Breast Cancer Res Treat. 2010 Apr;120(2):285-91. doi: 10.1007/s10549-010-0736-z. Epub 2010 Jan 22.
Patients with the triple negative subtype of breast cancer have an overall poor outcome, with earlier relapses, distinct patterns of metastases, and lack of specific targets for treatment selection. Classification of these tumors has begun to be modified by inclusion of immunohistochemistry for various markers, and gene profiling. Further characterization of this subtype of breast cancer may aid in the identification of new targeted therapies.

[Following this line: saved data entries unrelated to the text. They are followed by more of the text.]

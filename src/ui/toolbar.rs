//! Scene Toolbar UI
//!
//! The scene controls as buttons: a column of layer buttons down the left
//! edge, and a row with the active layer's tools next to it. The tool row is
//! rebuilt whenever the active layer changes. Buttons for tools that can't be
//! cycled to are drawn dimmed.
//!
//! Clicking a layer selects that layer's first cycle target. Clicking a tool
//! asks for that tool directly; the scene controls reject hidden, disabled
//! and toggle tools like any other request.

use bevy::prelude::*;

use crate::core::ToolCycleSystems;
use crate::scene::{ActivationQueue, CycleParams, SceneControls};
use crate::tools::{LayerId, ToolDescriptor, ToolId};
use crate::ui::theme::*;

#[derive(Component)]
pub struct SceneToolbar;

#[derive(Component)]
pub struct LayerButton {
    pub layer_id: LayerId,
}

#[derive(Component)]
pub struct ToolButton {
    pub layer_id: LayerId,
    pub tool_id: ToolId,
    pub cyclable: bool,
}

/// Container the tool buttons are spawned into
#[derive(Component)]
pub struct ToolRow;

/// The tool buttons of one layer; replaced as a whole
#[derive(Component)]
pub struct ToolRowItems;

/// "Layer / Tool" caption under the tool row
#[derive(Component)]
pub struct ToolbarCaption;

pub struct SceneToolbarPlugin;

impl Plugin for SceneToolbarPlugin {
    fn build(&self, app: &mut App) {
        app.add_systems(Startup, spawn_scene_toolbar)
            .add_systems(
                Update,
                (handle_layer_button_clicks, handle_tool_button_clicks)
                    .in_set(ToolCycleSystems::Input),
            )
            .add_systems(
                Update,
                (
                    rebuild_tool_row,
                    update_layer_button_colors,
                    update_tool_button_colors,
                    update_toolbar_caption,
                )
                    .chain()
                    .in_set(ToolCycleSystems::Toolbar),
            );
    }
}

/// Spawn the layer column and an empty tool row
pub fn spawn_scene_toolbar(mut commands: Commands, controls: Res<SceneControls>) {
    info!(
        "Spawning scene toolbar with {} layers",
        controls.layers().len()
    );

    commands
        .spawn((
            SceneToolbar,
            Node {
                position_type: PositionType::Absolute,
                top: Val::Px(TOOLBAR_MARGIN),
                left: Val::Px(TOOLBAR_MARGIN),
                flex_direction: FlexDirection::Row,
                align_items: AlignItems::FlexStart,
                ..default()
            },
        ))
        .with_children(|toolbar| {
            toolbar
                .spawn((
                    Node {
                        flex_direction: FlexDirection::Column,
                        padding: UiRect::all(Val::Px(TOOLBAR_PADDING)),
                        row_gap: Val::Px(TOOLBAR_ROW_GAP),
                        ..default()
                    },
                    BackgroundColor(TOOLBAR_BACKGROUND_COLOR),
                ))
                .with_children(|column| {
                    for layer in controls.layers() {
                        let button = (
                            LayerButton {
                                layer_id: layer.id.clone(),
                            },
                            Button,
                        );
                        spawn_toolbar_button(column, button, &layer.icon, TOOLBAR_ICON_COLOR);
                    }
                });

            toolbar
                .spawn(Node {
                    flex_direction: FlexDirection::Column,
                    margin: UiRect::left(Val::Px(TOOLBAR_ITEM_SPACING)),
                    ..default()
                })
                .with_children(|right| {
                    right.spawn((
                        ToolRow,
                        Node {
                            flex_direction: FlexDirection::Row,
                            padding: UiRect::all(Val::Px(TOOLBAR_PADDING)),
                            column_gap: Val::Px(TOOLBAR_ITEM_SPACING),
                            ..default()
                        },
                        BackgroundColor(TOOLBAR_BACKGROUND_COLOR),
                    ));
                    right.spawn((
                        ToolbarCaption,
                        Text::new(""),
                        TextFont {
                            font_size: TOOLBAR_LABEL_FONT_SIZE,
                            ..default()
                        },
                        TextColor(SECONDARY_TEXT_COLOR),
                        Node {
                            margin: UiRect::all(Val::Px(TOOLBAR_PADDING)),
                            ..default()
                        },
                    ));
                });
        });
}

/// Helper function to spawn a single square toolbar button with an icon
fn spawn_toolbar_button(
    parent: &mut ChildSpawnerCommands,
    marker: impl Bundle,
    icon: &str,
    icon_color: Color,
) {
    parent
        .spawn((
            marker,
            Node {
                width: Val::Px(TOOLBAR_BUTTON_SIZE),
                height: Val::Px(TOOLBAR_BUTTON_SIZE),
                border: UiRect::all(Val::Px(TOOLBAR_BORDER_WIDTH)),
                justify_content: JustifyContent::Center,
                align_items: AlignItems::Center,
                ..default()
            },
            BorderColor(NORMAL_BUTTON_OUTLINE_COLOR),
            BorderRadius::all(Val::Px(TOOLBAR_BORDER_RADIUS)),
            BackgroundColor(NORMAL_BUTTON),
        ))
        .with_children(|button| {
            button.spawn((
                Text::new(icon.to_string()),
                TextFont {
                    font_size: TOOLBAR_ICON_FONT_SIZE,
                    ..default()
                },
                TextColor(icon_color),
            ));
        });
}

fn spawn_tool_buttons(row: &mut ChildSpawnerCommands, layer_id: &LayerId, tools: &[ToolDescriptor]) {
    for tool in tools {
        let cyclable = tool.is_cyclable();
        let button = (
            ToolButton {
                layer_id: layer_id.clone(),
                tool_id: tool.id.clone(),
                cyclable,
            },
            Button,
        );
        let icon_color = if cyclable {
            TOOLBAR_ICON_COLOR
        } else {
            INACTIVE_TOOL_ICON_COLOR
        };
        spawn_toolbar_button(row, button, &tool.icon_glyph, icon_color);
    }
}

/// Clicking a layer selects its first cycle target
pub fn handle_layer_button_clicks(
    buttons: Query<(&Interaction, &LayerButton), Changed<Interaction>>,
    mut cycle: CycleParams,
) {
    for (interaction, button) in &buttons {
        if *interaction != Interaction::Pressed {
            continue;
        }
        if cycle.activate_layer(&button.layer_id).is_none() {
            debug!("Layer {} has no tool to select", button.layer_id);
        }
    }
}

/// Clicking a tool asks for exactly that tool
pub fn handle_tool_button_clicks(
    buttons: Query<(&Interaction, &ToolButton), Changed<Interaction>>,
    mut queue: ResMut<ActivationQueue>,
) {
    for (interaction, button) in &buttons {
        if *interaction == Interaction::Pressed {
            queue.push(&button.layer_id, &button.tool_id);
        }
    }
}

/// Swap the tool row's buttons when the active layer changes
pub fn rebuild_tool_row(
    mut commands: Commands,
    controls: Res<SceneControls>,
    mut shown_layer: Local<Option<LayerId>>,
    rows: Query<Entity, With<ToolRow>>,
    items: Query<Entity, With<ToolRowItems>>,
) {
    if !controls.is_changed() {
        return;
    }
    let active = controls.active_layer_id().cloned();
    if *shown_layer == active {
        return;
    }

    for entity in &items {
        commands.entity(entity).despawn();
    }

    if let (Some(layer), Ok(row)) = (controls.active_layer(), rows.single()) {
        commands.entity(row).with_children(|row| {
            row.spawn((
                ToolRowItems,
                Node {
                    flex_direction: FlexDirection::Row,
                    column_gap: Val::Px(TOOLBAR_ITEM_SPACING),
                    ..default()
                },
            ))
            .with_children(|items| spawn_tool_buttons(items, &layer.id, &layer.tools));
        });
    }

    *shown_layer = active;
}

/// Normal, hovered and active colors shared by every toolbar button
fn button_colors(interaction: Interaction, active: bool) -> (Color, Color) {
    match (interaction, active) {
        (Interaction::Pressed, _) | (_, true) => (PRESSED_BUTTON, PRESSED_BUTTON_OUTLINE_COLOR),
        (Interaction::Hovered, false) => (HOVERED_BUTTON, HOVERED_BUTTON_OUTLINE_COLOR),
        (Interaction::None, false) => (NORMAL_BUTTON, NORMAL_BUTTON_OUTLINE_COLOR),
    }
}

/// Highlight the active layer's button
pub fn update_layer_button_colors(
    controls: Res<SceneControls>,
    mut buttons: Query<(
        &Interaction,
        &LayerButton,
        &Children,
        &mut BackgroundColor,
        &mut BorderColor,
    )>,
    mut icons: Query<&mut TextColor>,
) {
    let active_layer = controls.active_layer_id();
    for (interaction, button, children, mut background, mut border) in &mut buttons {
        let active = active_layer == Some(&button.layer_id);
        let (fill, outline) = button_colors(*interaction, active);
        background.0 = fill;
        border.0 = outline;

        for &child in &**children {
            if let Ok(mut color) = icons.get_mut(child) {
                color.0 = if active {
                    PRESSED_BUTTON_ICON_COLOR
                } else {
                    TOOLBAR_ICON_COLOR
                };
            }
        }
    }
}

/// Highlight the active tool's button
pub fn update_tool_button_colors(
    controls: Res<SceneControls>,
    mut buttons: Query<(
        &Interaction,
        &ToolButton,
        &Children,
        &mut BackgroundColor,
        &mut BorderColor,
    )>,
    mut icons: Query<&mut TextColor>,
) {
    let active_tool = controls.active_tool_id();
    for (interaction, button, children, mut background, mut border) in &mut buttons {
        let active = active_tool == Some(&button.tool_id);
        let (fill, outline) = button_colors(*interaction, active);
        background.0 = fill;
        border.0 = outline;

        for &child in &**children {
            if let Ok(mut color) = icons.get_mut(child) {
                color.0 = match (active, button.cyclable) {
                    (true, _) => PRESSED_BUTTON_ICON_COLOR,
                    (false, true) => TOOLBAR_ICON_COLOR,
                    (false, false) => INACTIVE_TOOL_ICON_COLOR,
                };
            }
        }
    }
}

/// Show "Layer / Tool" for the current selection
pub fn update_toolbar_caption(
    controls: Res<SceneControls>,
    mut captions: Query<&mut Text, With<ToolbarCaption>>,
) {
    if !controls.is_changed() {
        return;
    }
    let caption = match controls.active_layer() {
        Some(layer) => {
            let tool = controls
                .active_tool_id()
                .and_then(|id| layer.tool(id))
                .map_or("", |tool| tool.display_label.as_str());
            format!("{} / {}", layer.title, tool)
        }
        None => String::new(),
    };
    for mut text in &mut captions {
        text.0.clone_from(&caption);
    }
}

Anthracyclines and taxanes remain the standard of care in the adjuvant setting. However, novel anti-angiogenesis, anti-tubulin, and DNA repair agents are already under evaluation in (neo) adjuvant trials. Molecular characterization is being included in trials to identify optimal adjuvant strategies. The aim of this manuscript is to review data concerning the molecular characterization of triple negative breast cancers as well as the clinical outcomes of treating patients with existing adjuvant treatments, and to highlight newer adjuvant research strategies in development.
患有三阴性乳腺癌的患者总体预后较差,复发较早,转移模式独特,且缺乏特定的治疗选择靶点。这些肿瘤的分类已开始通过纳入各种标志物的免疫组化和基因分析进行修改。进一步对这种乳腺癌亚型进行特征描述,可能有助于发现新的靶向治疗方法。蒽环类药物和紫杉烷类药物仍然是辅助治疗的标准。然而,新型抗血管生成、抗微管和 DNA 修复药物已在(新)辅助试验中进行评估。分子特征分析也被纳入试验中,以确定最佳的辅助治疗策略。本文的目的是回顾关于三阴性乳腺癌的分子特征以及用现有辅助治疗方法治疗患者的临床结果的相关数据,并强调正在开发的新的辅助研究策略。